There are also a number of Gillespies here, and Hugh Gibson’s wife was a Gillespie, Mary Eliza (or Elizabeth) Gillespie.

This is Hugh Boyd and his wife Margaret. I wasn’t sure where their graves actually were, as their headstones were leaning against the headstone for J. Henry Boyd. Hugh Boyd was born either August 31 or September 1, 1785 — I love headstones that require one to use math — and Margaret was born December 26, 1802 and died sometime in 1862 or 1863. J. Henry could possibly be their child, but as he was born in 1848, Margaret would have been 44 or 45 when he was conceived and at the upper limit of her childbearing years. Relatives of Hugh Boyd Gibson? There are plausible scenarios I can construct in my mind, cousin or uncle, too young to be a grandfather, but I have no idea. The coincidence of names can easily lead one to see patterns in the chaos where there are none.

There are also two Gibsons here, William Gibson (1815-1859) and his wife, Ellen (1823-1898), but I have no idea if they are relatives or not. I know nothing of Hugh Boyd Gibson’s ancestry — parents, siblings, anything — and William T. Gibson would be a few years older than Hugh Boyd Gibson.

For more photos from Principio, check out my Facebook photo album: Cemetery Explorations in Cecil County: Principio.

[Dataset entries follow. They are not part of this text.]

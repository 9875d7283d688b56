use std::{
    borrow::Cow,
    env,
    net::{Ipv4Addr, SocketAddr, SocketAddrV4},
    sync::Arc,
    time::Duration,
};

use anyhow::{Context, anyhow};
use common::{env::DeployEnv, ln::network::LxNetwork, rng::SysRng};
use lexe_api::server::LayerConfig;
use lexe_tokio::{
    notify_once::NotifyOnce,
    task::{self, LxTask},
};
use node_client::{
    client::{GatewayClient, NodeClient},
    credentials::Credentials,
};
use tracing::{info, info_span, instrument};

use crate::{cli::SidecarArgs, server};

/// `127.0.0.1:5393` We use IPv4 because it's more approachable to newbie devs.
/// The docs note that IPv6 is still supported.
const DEFAULT_LISTEN_ADDR: SocketAddr =
    SocketAddr::V4(SocketAddrV4::new(Ipv4Addr::LOCALHOST, 5393));

pub struct Sidecar {
    deploy_env: DeployEnv,
    network: LxNetwork,
    sidecar_url: String,
    static_tasks: Vec<LxTask<()>>,
    shutdown: NotifyOnce,
}

impl Sidecar {
    /// Initialize the [`Sidecar`]
    #[instrument(skip_all, name = "(sidecar)")]
    pub fn init(mut args: SidecarArgs) -> anyhow::Result<Self> {
        // Load credentials from files into args if necessary.
        args.load()?;

        let mut static_tasks = Vec::with_capacity(1);

        // Check user-provided default credentials
        let maybe_credentials = match (args.root_seed, args.client_credentials)
        {
            (Some(root_seed), None) => Some(Credentials::from(root_seed)),
            (None, Some(client_credentials)) =>
                Some(Credentials::from(client_credentials)),
            (Some(_), Some(_)) =>
                return Err(anyhow!(
                    "Can only provide one of: `--root-seed` or `--client-credentials`"
                )),
            // TODO(phlip9): mention root seed options here when we unhide them
            (None, None) => {
                info!(
                    "No credentials configured. \
                     Set credentials via env (LEXE_CLIENT_CREDENTIALS) \
                     or per-request via the Authorization header."
                );
                None
            }
        };

        let listen_addr = args.listen_addr.unwrap_or(DEFAULT_LISTEN_ADDR);
        let deploy_env = args.deploy_env.unwrap_or(DeployEnv::Prod);
        let network = args.network.unwrap_or(LxNetwork::Mainnet);
        info!(%deploy_env, %network);

        let dev_gateway_url = env::var("DEV_GATEWAY_URL").ok().map(Cow::Owned);
        let gateway_url = deploy_env.gateway_url(dev_gateway_url);

        // Create the default node client if default credentials were provided
        let default_client = match maybe_credentials {
            Some(credentials) => {
                let gateway_client = GatewayClient::new(
                    deploy_env,
                    gateway_url.clone(),
                    crate::USER_AGENT,
                )
                .context("Failed to create gateway client")?;

                // does nothing b/c we don't provision
                let use_sgx = true;
                let node_client = NodeClient::new(
                    &mut SysRng::new(),
                    use_sgx,
                    deploy_env,
                    gateway_client,
                    credentials.as_ref(),
                )
                .context("Failed to create node client")?;

                Some(node_client)
            }
            None => None,
        };

        // Spawn HTTP server
        let router_state = Arc::new(server::RouterState::new(
            default_client,
            deploy_env,
            gateway_url,
        ));
        let maybe_tls_and_dns = None;
        const SERVER_SPAN_NAME: &str = "(server)";
        let shutdown = NotifyOnce::new();
        let (server_task, sidecar_url) = lexe_api::server::spawn_server_task(
            listen_addr,
            server::router(router_state),
            LayerConfig::default(),
            maybe_tls_and_dns,
            SERVER_SPAN_NAME.into(),
            info_span!(SERVER_SPAN_NAME),
            shutdown.clone(),
        )
        .context("Failed to spawn server task")?;
        static_tasks.push(server_task);

        Ok(Self {
            deploy_env,
            network,
            sidecar_url,
            static_tasks,
            shutdown,
        })
    }

    /// Get the url of the [`Sidecar`] webserver, e.g. "http://127.0.0.1:5393".
    pub fn url(&self) -> String {
        self.sidecar_url.clone()
    }

    pub fn deploy_env(&self) -> DeployEnv {
        self.deploy_env
    }

    pub fn network(&self) -> LxNetwork {
        self.network
    }

    /// Get a clone of the shutdown channel which can be used to shut down the
    /// [`Sidecar`]. Simply call [`NotifyOnce::send`] on the returned channel.
    pub fn shutdown_channel(&self) -> NotifyOnce {
        self.shutdown.clone()
    }

    /// Runs the [`Sidecar`] until a shutdown signal is received.
    ///
    /// - Set `spawn_ctrlc_handler` to `true` if you'd like the sidecar to
    ///   listen for a Ctrl+C signal to initiate a shutdown.
    ///
    /// Generally, you want to `.await` on this function until it's complete,
    /// but it's also OK to spawn this function call into a task.
    #[instrument(skip_all, name = "(sidecar)")]
    pub async fn run(self, spawn_ctrlc_handler: bool) -> anyhow::Result<()> {
        // Shutdown on CTRL+C
        if spawn_ctrlc_handler {
            LxTask::spawn("ctrlc-handler", {
                let shutdown = self.shutdown.clone();
                async move {
                    use tokio::signal::ctrl_c;

                    info!("Ctrl+C handler ready, press Ctrl+C to shut down.");
                    ctrl_c().await.expect("Error receiving first CTRL+C");

                    info!(
                        "CTRL+C received, starting graceful shutdown. \
                         Hit CTRL+C again to quit immediately."
                    );
                    shutdown.send();
                    ctrl_c().await.expect("Error receiving second CTRL+C");
                    std::process::exit(1);
                }
            })
            .detach();
        }

        // Wait for graceful shutdown (with time limit)
        const SHUTDOWN_TIME_LIMIT: Duration = Duration::from_secs(10);
        let (_eph_tasks_tx, eph_tasks_rx) = tokio::sync::mpsc::channel(1);
        task::try_join_tasks_and_shutdown(
            self.static_tasks,
            eph_tasks_rx,
            self.shutdown,
            SHUTDOWN_TIME_LIMIT,
        )
        .await
        .context("Error awaiting tasks")?;

        Ok(())
    }
}
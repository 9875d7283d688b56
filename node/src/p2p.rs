use std::time::Duration;

use anyhow::Context;
use common::cli::LspInfo;
use lexe_ln::p2p;
use lexe_tokio::{
    notify_once::NotifyOnce,
    task::{LxTask, MaybeLxTask},
};
use tokio::sync::mpsc;
use tracing::{debug, info, info_span, warn};

use crate::peer_manager::NodePeerManager;

// Keeping this somewhat tight as a fallback against random disconnections.
const LSP_RECONNECT_INTERVAL: Duration = Duration::from_secs(15);

/// A task which makes the initial p2p connection to Lexe's LSP then spawns a
/// task to periodically reconnect to the LSP if we somehow disconnect after.
/// Returns only *after* the initial connect completes (or errors).
///
/// The task also disconnects from the LSP at shutdown to ensure we don't
/// continue updating our channel data after the BGP has stopped.
pub(crate) async fn connect_to_lsp_then_spawn_connector_task(
    peer_manager: NodePeerManager,
    lsp: &LspInfo,
    eph_tasks_tx: mpsc::Sender<LxTask<()>>,
    mut shutdown: NotifyOnce,
) -> anyhow::Result<LxTask<()>> {
    let lsp_node_pk = lsp.node_pk;
    let lsp_addrs = [lsp.private_p2p_addr.clone()];

    // Do the initial connection to the LSP.
    debug!("Starting initial connection to LSP");
    let maybe_task =
        p2p::connect_peer_if_necessary(&peer_manager, &lsp_node_pk, &lsp_addrs)
            .await
            .context("Failed initial connection to LSP")?;
    if let MaybeLxTask(Some(task)) = maybe_task {
        if eph_tasks_tx.try_send(task).is_err() {
            warn!("Failed to send LSP connection task (1)");
        }
    }
    info!("Completed initial connection to LSP");

    const SPAN_NAME: &str = "(lsp-connector)";
    Ok(LxTask::spawn_with_span(
        SPAN_NAME,
        info_span!(SPAN_NAME),
        async move {
            let mut timer = tokio::time::interval(LSP_RECONNECT_INTERVAL);

            // Consume the first tick since we just reconnected above
            timer.tick().await;

            loop {
                tokio::select! {
                    _ = timer.tick() => (),
                    () = shutdown.recv() => break,
                }

                let reconnect_fut = async {
                    let result = p2p::connect_peer_if_necessary(
                        &peer_manager,
                        &lsp_node_pk,
                        &lsp_addrs,
                    )
                    .await;

                    match result {
                        Ok(maybe_task) => {
                            if let MaybeLxTask(Some(task)) = maybe_task {
                                warn!("Reconnected to LSP");
                                if eph_tasks_tx.try_send(task).is_err() {
                                    warn!("Failed to send LSP conn task (2)");
                                }
                            }
                        }
                        Err(e) => warn!("Couldn't (re)connect to LSP: {e:#}"),
                    }
                };

                tokio::select! {
                    () = reconnect_fut => (),
                    () = shutdown.recv() => break,
                }
            }

            info!("Received shutdown; disconnecting from LSP");
            peer_manager.disconnect_all_peers();

            info!("LSP connector task complete");
        },
    ))
}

The last cemetery on my itinerary, the fourth, was North East’s St. Mary Anne’s Episcopal. Ethel Matilda (Reynolds) Brown’s parents are buried here, William and Alfonsa (Howell) Reynolds, as well as William’s parents, Levi and Margaret (Reynolds) Reynolds.

Of the four cemeteries I visited, St. Mary Anne’s was both the oldest and the loveliest. Oldest, because some of the headstones dated back to the 1730s. Loveliest, because the cemetery backed up against the North East River, and as I wandered the grounds on this lovely spring day it was quite serene and peaceful.

The grave of my great-great-great-grandparents Levi and Margaret Reynolds.

Levi originally came from Virginia (according to his death certificate), but his parentage in unclear. He moved to Pennsylvania before the Civil War, and married Margaret in Oxford, Pennsylvania in 1860. After the war, he and his family relocated to North East and he worked for the McCullough Iron Company.

This grave was remarkably easy to find. One need only walk between the chapel and the vestry house behind it, then turn to the left and there, standing quite tall and prominently, is their headstone.

To my eyes, it looks to be far more recent than early-20th-century. I suspect this is not the original headstone. It looks far too modern.

I have no idea who left Levi and Margaret flowers recently.

Their son and my great-great-grandfather, William Reynolds, and his wife, Alfonsa (Howell), are also buried here at St. Mary Anne’s, but they appear not to be marked.

To the left of the Reynolds headstone is a simple slab headstone with the initials “J.A.R.” carved into it. To the right is a ground-level slab for Robert Reynolds, the son of Levi and Margaret, who was a mailman in the area. I suspect that William and Alfonsa are probably nearby.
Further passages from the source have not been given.